Ruddra.com

Beginner's Guide on Web Scraping using Python

Beginner's Guide on Web Scraping using Python

When it comes to web scraping, you have to keep in mind that it is not the coding skill rather cunning observations will get you results. Sometimes the data you get comes in a straight forward way, other times the website does not want you to crawl itself. Either way you will get the data, but it takes time depending on how many puzzles do you have to solve before getting it. Here are some tips to resolve these puzzles and code snippets to give you some heads up.

BeautifulSoup and requests are your friend

requests is the best library in python for making http requests. You can get the html data as a response from any website. Then you can purse the html data using Beautiful Soap(aka BS4). Here is an example to get all the links from Wikipedia front page:

import requests
from bs4 import BeautifulSoup
response = requests.get("https://wikipedia.com")
soap = BeautifulSoup(response.content, 'html.parser')
for a in soap.find_all('a'):
    print(a['href'])

Majority of websites can be scrapped by these two libraries.
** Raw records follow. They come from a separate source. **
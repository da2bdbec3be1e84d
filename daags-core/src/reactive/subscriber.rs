//! Listener registries.
//!
//! Nodes keep two registries (value changes and mount-state changes) and the
//! history log keeps one for appended entries. A registration is identified
//! by the [`ListenerId`] returned when it is added, since closures cannot be
//! compared.

use std::sync::atomic::{AtomicU64, Ordering};
use std::sync::Arc;

use parking_lot::RwLock;

/// Unique identifier for a registered listener.
#[derive(Debug, Clone, Copy, PartialEq, Eq, Hash)]
pub struct ListenerId(u64);

impl ListenerId {
    /// Generate a new unique listener ID.
    ///
    /// Uses an atomic counter to ensure uniqueness across threads.
    pub fn new() -> Self {
        static COUNTER: AtomicU64 = AtomicU64::new(0);
        Self(COUNTER.fetch_add(1, Ordering::Relaxed))
    }
}

impl Default for ListenerId {
    fn default() -> Self {
        Self::new()
    }
}

type Callback<A> = Arc<dyn Fn(&A) + Send + Sync>;

/// An ordered set of callbacks receiving `&A`.
pub(crate) struct Listeners<A: ?Sized> {
    entries: RwLock<Vec<(ListenerId, Callback<A>)>>,
}

impl<A: ?Sized> Listeners<A> {
    pub(crate) fn new() -> Self {
        Self {
            entries: RwLock::new(Vec::new()),
        }
    }

    pub(crate) fn add<F>(&self, callback: F) -> ListenerId
    where
        F: Fn(&A) + Send + Sync + 'static,
    {
        let id = ListenerId::new();
        self.entries.write().push((id, Arc::new(callback)));
        id
    }

    /// Remove a listener. Returns `false` if it was not registered.
    pub(crate) fn remove(&self, id: ListenerId) -> bool {
        let mut entries = self.entries.write();
        let before = entries.len();
        entries.retain(|(entry_id, _)| *entry_id != id);
        entries.len() != before
    }

    /// Call every listener in insertion order.
    ///
    /// Iterates over a copy of the registry taken before the first call, so
    /// listeners may add or cancel registrations while being notified.
    pub(crate) fn notify(&self, arg: &A) {
        let callbacks: Vec<Callback<A>> = self
            .entries
            .read()
            .iter()
            .map(|(_, callback)| Arc::clone(callback))
            .collect();

        for callback in callbacks {
            callback(arg);
        }
    }

    pub(crate) fn len(&self) -> usize {
        self.entries.read().len()
    }

    pub(crate) fn clear(&self) {
        self.entries.write().clear();
    }
}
A web scrapers best friends 😄.

Avoid crawling if there is an API

As said above, scraping data from the majority of websites is simple but we are not talking about Facebook or Twitter here because these websites don’t allow scraping or it may be illegal. Instead, you should look for APIs to get the needed data. So before scraping, try looking for API documentation of any site, and if it is an RESTful API, then use requests library to get the data. You can use other libraries such as BS for SOAP API etc.
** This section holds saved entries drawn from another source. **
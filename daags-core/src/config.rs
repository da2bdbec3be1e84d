//! Runtime Configuration
//!
//! Policies the engine cannot infer on its own: what to do while an ancestor
//! never settles, and what to do when a deferred computation fails.
//!
//! ```rust,ignore
//! let config = RuntimeConfig::from_json(r#"{
//!     "pending_policy": { "timeout": { "millis": 500 } },
//!     "rejection_policy": { "retry": { "max_attempts": 2 } }
//! }"#)?;
//! let runtime = Runtime::with_config(config);
//! ```

use std::time::Duration;

use serde::{Deserialize, Serialize};

use crate::error::{Error, Result};

/// How long a node may stay pending before it is treated as rejected.
#[derive(Debug, Clone, Copy, PartialEq, Eq, Default, Serialize, Deserialize)]
#[serde(rename_all = "snake_case")]
pub enum PendingPolicy {
    /// Wait indefinitely. Descendants stay behind the barrier until the
    /// ancestor settles, however long that takes.
    #[default]
    Wait,

    /// Reject deferred computations that have not settled after `millis`.
    ///
    /// Timers come from `tokio::time`, so the runtime must be driven from
    /// inside a tokio runtime when this policy is selected.
    Timeout { millis: u64 },
}

impl PendingPolicy {
    /// Build a timeout policy. `after` is rounded up to whole milliseconds,
    /// and never below one.
    pub fn timeout(after: Duration) -> Self {
        let millis = after.as_nanos().div_ceil(1_000_000).max(1);
        PendingPolicy::Timeout {
            millis: u64::try_from(millis).unwrap_or(u64::MAX),
        }
    }

    /// The configured timeout, if any.
    pub fn limit(&self) -> Option<Duration> {
        match self {
            PendingPolicy::Wait => None,
            PendingPolicy::Timeout { millis } => Some(Duration::from_millis((*millis).max(1))),
        }
    }
}

/// What a node does when its deferred computation fails.
#[derive(Debug, Clone, Copy, PartialEq, Eq, Default, Serialize, Deserialize)]
#[serde(rename_all = "snake_case")]
pub enum RejectionPolicy {
    /// Return to idle with the previous value and version untouched.
    #[default]
    KeepPrevious,

    /// Re-issue the computation up to `max_attempts` times, then behave
    /// like `KeepPrevious`.
    Retry { max_attempts: u32 },
}

/// Configuration for a [`Runtime`](crate::Runtime).
#[derive(Debug, Clone, PartialEq, Eq, Serialize, Deserialize)]
#[serde(default)]
pub struct RuntimeConfig {
    pub pending_policy: PendingPolicy,
    pub rejection_policy: RejectionPolicy,
    /// Append events to the history log.
    pub record_history: bool,
}

impl Default for RuntimeConfig {
    fn default() -> Self {
        Self {
            pending_policy: PendingPolicy::Wait,
            rejection_policy: RejectionPolicy::KeepPrevious,
            record_history: true,
        }
    }
}

impl RuntimeConfig {
    /// Parse a configuration from JSON. Missing fields take their defaults.
    pub fn from_json(json: &str) -> Result<Self> {
        let config: Self = serde_json::from_str(json).map_err(|e| Error::Config(e.to_string()))?;
        config.validate()?;
        Ok(config)
    }

    pub fn with_pending_policy(mut self, policy: PendingPolicy) -> Self {
        self.pending_policy = policy;
        self
    }

    pub fn with_rejection_policy(mut self, policy: RejectionPolicy) -> Self {
        self.rejection_policy = policy;
        self
    }

    pub fn with_history(mut self, record: bool) -> Self {
        self.record_history = record;
        self
    }

    fn validate(&self) -> Result<()> {
        if let PendingPolicy::Timeout { millis: 0 } = self.pending_policy {
            return Err(Error::Config("pending timeout must be greater than zero".into()));
        }
        Ok(())
    }
}
//! Cardinal movement directions
//!
//! "No direction" is `Option<Dir>::None` everywhere; a stopped entity has no
//! heading rather than a sentinel variant.

use glam::Vec2;
use serde::{Deserialize, Serialize};

/// A cardinal movement direction (y-up world)
#[derive(Debug, Clone, Copy, PartialEq, Eq, Hash, Serialize, Deserialize)]
pub enum Dir {
    Up,
    Down,
    Left,
    Right,
}

impl Dir {
    /// Fixed enumeration order used for AI tie-breaking
    pub const ALL: [Dir; 4] = [Dir::Up, Dir::Down, Dir::Left, Dir::Right];

    /// Unit vector for this direction
    #[inline]
    pub fn vector(self) -> Vec2 {
        match self {
            Dir::Up => Vec2::new(0.0, 1.0),
            Dir::Down => Vec2::new(0.0, -1.0),
            Dir::Left => Vec2::new(-1.0, 0.0),
            Dir::Right => Vec2::new(1.0, 0.0),
        }
    }

    /// The 180-degree reverse
    #[inline]
    pub fn opposite(self) -> Dir {
        match self {
            Dir::Up => Dir::Down,
            Dir::Down => Dir::Up,
            Dir::Left => Dir::Right,
            Dir::Right => Dir::Left,
        }
    }

    /// The two directions orthogonal to this one
    #[inline]
    pub fn perpendicular(self) -> [Dir; 2] {
        match self {
            Dir::Up | Dir::Down => [Dir::Left, Dir::Right],
            Dir::Left | Dir::Right => [Dir::Up, Dir::Down],
        }
    }

    #[inline]
    pub fn is_horizontal(self) -> bool {
        matches!(self, Dir::Left | Dir::Right)
    }
}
There is another reason to avoid scraping, that is the website changes time to time. The layout may change, or the url may change. It will make the crawler fail or need to rework from time to time. So it is better to use API if there is any. Here is an example from Wikipedia API documentation:

import requests

revision_id = '764138197'

url = 'https://en.wikipedia.org/w/rest.php/v1/revision/' + revision_id + '/bare'
headers = {'User-Agent': 'MediaWiki REST API docs examples/0.1 (https://www.mediawiki.org/wiki/API_talk:REST_API)'}

response = requests.get(url, headers=headers)
data = response.json()

print(data)

Use Regex to bend the knee

Sometimes the data is plain in the open but you can’t grab it because you do not know how to distinguish the html element. For example, you want to see all the species and their urls from Macaw wikipedia page, but there are lots of links you do need. Then, simply use regex to determine them:

import re
import requests
from bs4 import BeautifulSoup

response = requests.get("https://en.wikipedia.org/wiki/Macaw")
soup = BeautifulSoup(response.content)
print(soup.find_all('a', href = re.compile(r'.*macaw')))  # regex to get urls end with macaw

Look for API calls in using developer tool

Dynamic websites usually use API calls to get the content from the backend. You can look for these calls and use them to get data. Here is an example, if you go to the search bar on Wikipedia website, type something and open inspect element or any other developer tool. Then go to the network section and click on the XHR tab/checkbox, you should see the RESTful API calls it is making to get the data. Use the requests library to get them.

ReactJS Inspect element

Here is a sample code to call the API:

import requests

url = "https://en.wikipedia.org/w/api.php?action=opensearch&format=json&formatversion=2&search=leonardo&namespace=0&limit=10"
print(requests.get(url).json())

Use map, filter functions

map, filter are extremely powerful functions in Python. Using them, you can drastically reduce codes and clean up your data. Suppose you want to get data from Django’s Wiki page, specifically you want to get version numbers from the releases table. The table looks like this:

django wiki

Let us get the table from that page:

import requests
from bs4 import BeautifulSoup

url = "https://en.wikipedia.org/wiki/Django_(web_framework)"
response = requests.get(url)
soap = BeautifulSoap(response.content)
table = soap.find('table', {'class': 'wikitable'})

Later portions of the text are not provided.